Scientists at the University of East Anglia (UEA) say they have discovered a new analytical method that helps explain why some prostate cancers are more aggressive, spread to different parts of the body, and ultimately cause death. The team, which published its study, “A novel stratification framework for predicting outcome in patients with prostate cancer” in the British Journal of Cancer, hopes its findings will help transform patient treatment.
“Unsupervised learning methods, such as Hierarchical Cluster Analysis, are commonly used for the analysis of genomic platform data. Unfortunately, such approaches ignore the well-documented heterogeneous composition of prostate cancer samples. Our aim is to use more sophisticated analytical approaches to deconvolute the structure of prostate cancer transcriptome data, providing novel clinically actionable information for this disease. We apply an unsupervised model called Latent Process Decomposition (LPD), which can handle heterogeneity within individual cancer samples, to genome-wide expression data from eight prostate cancer clinical series, including 1,785 malignant samples with the clinical endpoints of PSA failure and metastasis,” write the investigators.
“We show that PSA failure is correlated with the level of an expression signature called DESNT (HR = 1.52, 95% CI = [1.36, 1.7], P = 9.0 × 10−14, Cox model), and that patients with a majority DESNT signature have an increased metastatic risk (X2 test, P = 0.0017, and P = 0.0019). In addition, we develop a stratification framework that incorporates DESNT and identifies three novel molecular subtypes of prostate cancer. These results highlight the importance of using more complex approaches for the analysis of genomic data, may assist drug targeting, and have allowed the construction of a nomogram combining DESNT with other clinical factors for use in clinical management.”

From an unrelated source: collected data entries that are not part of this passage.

impl TorrentFile {
    /// Returns the total length of all files in the torrent.
    pub fn total_length(&self) -> i64 {
        if !self.info.is_directory {
            self.info.length.unwrap_or(0)
        } else {
            self.info.files.iter().map(|f| f.length).sum()
        }
    }

    /// Returns the total number of pieces in the torrent.
    pub fn num_pieces(&self) -> usize {
        self.pieces_hash.len()
    }

    /// Returns the size of a specific piece in the torrent.
    pub fn piece_size(&self, index: usize) -> i64 {
        if index >= self.num_pieces() {
            return 0;
        }
        if index < self.num_pieces() - 1 {
            self.info.piece_length
        } else {
            let total_length = self.total_length();
            let full_pieces_length = (self.num_pieces() - 1) as i64 * self.info.piece_length;
            let last_piece_size = total_length - full_pieces_length;

            if last_piece_size == 0 && self.num_pieces() > 0 {
                self.info.piece_length
            } else {
                last_piece_size
            }
        }
    }

    /// Returns the file paths (relative to the download root) that contain
    /// data for a specific piece in the torrent.
    pub fn file_paths_for_piece(&self, index: usize) -> Vec<PathBuf> {
        if index >= self.num_pieces() {
            return Vec::new();
        }
        let piece_start = (index as i64) * self.info.piece_length;
        let piece_end = piece_start + self.piece_size(index);
        let mut current_data_position: i64 = 0;
        let mut result_paths = Vec::new();
        if !self.info.is_directory {
            result_paths.push(PathBuf::from(&self.info.name));
        } else {
            for file_info in &self.info.files {
                let file_start = current_data_position;
                let file_end = file_start + file_info.length;
                if file_end > piece_start && file_start < piece_end {
                    let mut full_path = PathBuf::from(&self.info.name);
                    for component in &file_info.path {
                        full_path = full_path.join(component)
                    }
                    result_paths.push(full_path);
                }
                current_data_position = file_end;
            }
        }
        result_paths
    }

    /// Returns the `FileSegment`s describing which bytes of which output
    /// files hold the data for piece `index`, in ascending file-offset order.
    pub fn file_segments_for_piece(&self, index: usize) -> Vec<crate::piece::FileSegment> {
        if index >= self.num_pieces() {
            return Vec::new();
        }
        let piece_start = (index as i64) * self.info.piece_length;
        let piece_end = piece_start + self.piece_size(index);
        let mut segments = Vec::new();

        if !self.info.is_directory {
            let length = self.total_length().min(piece_end) - piece_start;
            segments.push(crate::piece::FileSegment {
                path: PathBuf::from(&self.info.name),
                file_offset: piece_start as u64,
                piece_offset: 0,
                length: length as u32,
            });
            return segments;
        }

        let mut current_data_position: i64 = 0;
        for file_info in &self.info.files {
            let file_start = current_data_position;
            let file_end = file_start + file_info.length;
            if file_end > piece_start && file_start < piece_end {
                let overlap_start = piece_start.max(file_start);
                let overlap_end = piece_end.min(file_end);
                let mut full_path = PathBuf::from(&self.info.name);
                for component in &file_info.path {
                    full_path = full_path.join(component);
                }
                segments.push(crate::piece::FileSegment {
                    path: full_path,
                    file_offset: (overlap_start - file_start) as u64,
                    piece_offset: (overlap_start - piece_start) as u32,
                    length: (overlap_end - overlap_start) as u32,
                });
            }
            current_data_position = file_end;
        }
        segments
    }

    /// Reads a `.torrent` file from disk and parses it.
    #[tracing::instrument(level = "debug")]
    pub fn load(path: &Path) -> Result<TorrentFile> {
        let data = std::fs::read(path)?;
        Self::parse(&data)
    }

    /// Parses the torrent file data into a `TorrentFile` struct.
    ///
    /// The info-hash is computed over the verbatim wire bytes of the `info`
    /// value (located via [`bencode::decoder::decode_root_with_span`]), not
    /// a re-encoding, so it is bit-exact even against producers that emit
    /// non-canonical key order.
    #[tracing::instrument(skip(data), level = "debug")]
    pub fn parse(data: &[u8]) -> Result<TorrentFile> {
        let (mut dict, info_span) = bencode::decoder::decode_root_with_span(data, b"info")?;
        let (info_start, info_end) =
            info_span.ok_or_else(|| TorrentError::MissingField("info".to_string()))?;
        let info_hash = info_hash::calculate_info_hash(&data[info_start..info_end]);
        tracing::debug!(info_hash = %hex::encode(info_hash), "computed info hash");

        let announce_bytes = dict
            .remove(&b"announce".to_vec())
            .ok_or_else(|| TorrentError::MissingField("announce".to_string()))?;

        let announce = match announce_bytes {
            BencodeValue::String(s) => String::from_utf8(s).map_err(|e| {
                TorrentError::InvalidFormat(format!("Invalid announce Url (not UTF-8): {}", e))
            })?,
            _ => return Err(TorrentError::MissingField("announce(not string)".to_string())),
        };

        let info_dict_value = dict
            .remove(&b"info".to_vec())
            .ok_or_else(|| TorrentError::MissingField("info".to_string()))?;

        let info = parse_info_dict(info_dict_value)?;

        let announce_list = if let Some(announce_list_value) = dict.remove(&b"announce-list".to_vec()) {
            parse_announce_list(announce_list_value)?
        } else {
            Vec::new()
        };

        let creation_date = if let Some(data_value) = dict.remove(&b"creation date".to_vec()) {
            match data_value {
                BencodeValue::Integer(timestamp) => {
                    let secs = timestamp
                        .try_into()
                        .map_err(|_| TorrentError::DateParseError)?;
                    let duration = std::time::Duration::from_secs(secs);
                    Some(UNIX_EPOCH + duration)
                }
                _ => {
                    return Err(TorrentError::InvalidFormat(
                        "Creation date not an integer".to_string(),
                    ));
                }
            }
        } else {
            None
        };

        let comment = match dict.remove(&b"comment".to_vec()) {
            Some(BencodeValue::String(s)) => String::from_utf8(s).unwrap_or_default(),
            _ => String::new(),
        };
        let created_by = match dict.remove(&b"created by".to_vec()) {
            Some(BencodeValue::String(s)) => String::from_utf8(s).unwrap_or_default(),
            _ => String::new(),
        };
        let encoding = match dict.remove(&b"encoding".to_vec()) {
            Some(BencodeValue::String(s)) => String::from_utf8(s).unwrap_or_default(),
            _ => String::new(),
        };

        let pieces_hash = parse_pieces(&info.pieces)?;

        let torrent = TorrentFile {
            announce,
            announce_list,
            creation_date,
            comment,
            created_by,
            encoding,
            info,
            info_hash,
            pieces_hash,
        };

        let computed = torrent.num_pieces_from_length();
        if computed != torrent.num_pieces() {
            return Err(TorrentError::PieceCountMismatch {
                declared: torrent.num_pieces(),
                computed,
            });
        }

        Ok(torrent)
    }

    /// `ceil(total_length / piece_length)`, used to cross-check the piece
    /// count declared by the `pieces` hash table.
    fn num_pieces_from_length(&self) -> usize {
        let total = self.total_length();
        let piece_len = self.info.piece_length;
        if piece_len <= 0 {
            return 0;
        }
        ((total + piece_len - 1) / piece_len) as usize
    }
}

#[cfg(test)]
mod tests {
    use super::*;

    fn single_file_torrent(piece_hashes: &[u8]) -> Vec<u8> {
        let mut out = Vec::new();
        out.extend_from_slice(b"d8:announce18:http://tracker/ann");
        out.extend_from_slice(b"4:infod6:lengthi10e4:name4:test12:piece lengthi10e6:pieces");
        out.extend_from_slice(format!("{}:", piece_hashes.len()).as_bytes());
        out.extend_from_slice(piece_hashes);
        out.extend_from_slice(b"ee");
        out
    }

    #[test]
    fn parses_single_file_torrent_and_derives_info_hash() {
        let hash = [7u8; 20];
        let data = single_file_torrent(&hash);
        let torrent = TorrentFile::parse(&data).unwrap();
        assert_eq!(torrent.announce, "http://tracker/ann");
        assert_eq!(torrent.total_length(), 10);
        assert_eq!(torrent.num_pieces(), 1);
        assert_eq!(torrent.pieces_hash[0], hash);

        let (_, span) = bencode::decoder::decode_root_with_span(&data, b"info").unwrap();
        let (s, e) = span.unwrap();
        assert_eq!(torrent.info_hash, info_hash::calculate_info_hash(&data[s..e]));
    }

    #[test]
    fn rejects_misaligned_pieces_table() {
        let data = single_file_torrent(&[1u8; 19]);
        let err = TorrentFile::parse(&data).unwrap_err();
        assert!(matches!(err, TorrentError::InvalidPiecesHashLength));
    }

    #[test]
    fn multi_file_piece_boundaries() {
        let mut out = Vec::new();
        out.extend_from_slice(b"d8:announce3:foo4:infod5:filesld6:lengthi10000e4:pathl1:aeed6:lengthi30000e4:pathl1:beee4:name4:root12:piece lengthi16384e6:pieces");
        let num_pieces = (40000f64 / 16384f64).ceil() as usize;
        let hashes = vec![9u8; num_pieces * 20];
        out.extend_from_slice(format!("{}:", hashes.len()).as_bytes());
        out.extend_from_slice(&hashes);
        out.extend_from_slice(b"ee");

        let torrent = TorrentFile::parse(&out).unwrap();
        assert_eq!(torrent.total_length(), 40000);
        assert_eq!(torrent.num_pieces(), 3);

        let piece0_files = torrent.file_paths_for_piece(0);
        assert_eq!(piece0_files, vec![PathBuf::from("root/a"), PathBuf::from("root/b")]);

        let piece2_files = torrent.file_paths_for_piece(2);
        assert_eq!(piece2_files, vec![PathBuf::from("root/b")]);
    }
}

The findings come after the same team developed a test that distinguishes between aggressive and less harmful forms of prostate cancer, helping to avoid sometimes-damaging unnecessary treatment. The new study shows how the number of aggressive cells in a tumor sample defines how quickly the disease will progress and spread. The study also reveals three new subtypes of prostate cancer that could be used to stratify patients for different treatments.
Lead researcher Colin Cooper, PhD, from UEA’s Norwich Medical School, said: “Prostate cancer is the most common cancer in men in the U.K. It usually develops slowly, and the majority of cancers will not require treatment in a man’s lifetime. However, doctors struggle to predict which tumors will become aggressive, making it hard to decide on treatment for many men. This means that many thousands of men are treated unnecessarily, increasing the risk of damaging side effects, including impotence from surgery.
The team developed a test to distinguish aggressive prostate cancers from less threatening forms of the disease, by applying complex math known as Latent Process Decomposition.
A collaborator, Vincent Moulton, PhD, from UEA’s School of Computing Sciences, added “By applying the Latent Process Decomposition process and analyzing global prostate cancer datasets, we discovered an aggressive form of prostate cancer known as DESNT, which has the worst clinical outcomes for patients.”
In the latest study, published today, the team studied gene expression levels in 1,785 tumor samples. They found that the amount of DESNT subtype cells in a sample is linked with the likelihood of disease progression, the more DESNT cells, the quicker the patient is likely to progress.
Co-lead researcher Daniel Brewer, PhD, noted: “If you have a tumor that is majority DESNT you are more likely to get metastatic disease, in other words it is more likely to spread to other parts of your body. This is a much better indication of aggressive disease. We also identified three more molecular subtypes of prostate cancer that could help doctors decide on different treatment options for patients. This research highlights the importance of using more complex approaches for the analysis of genomic data.”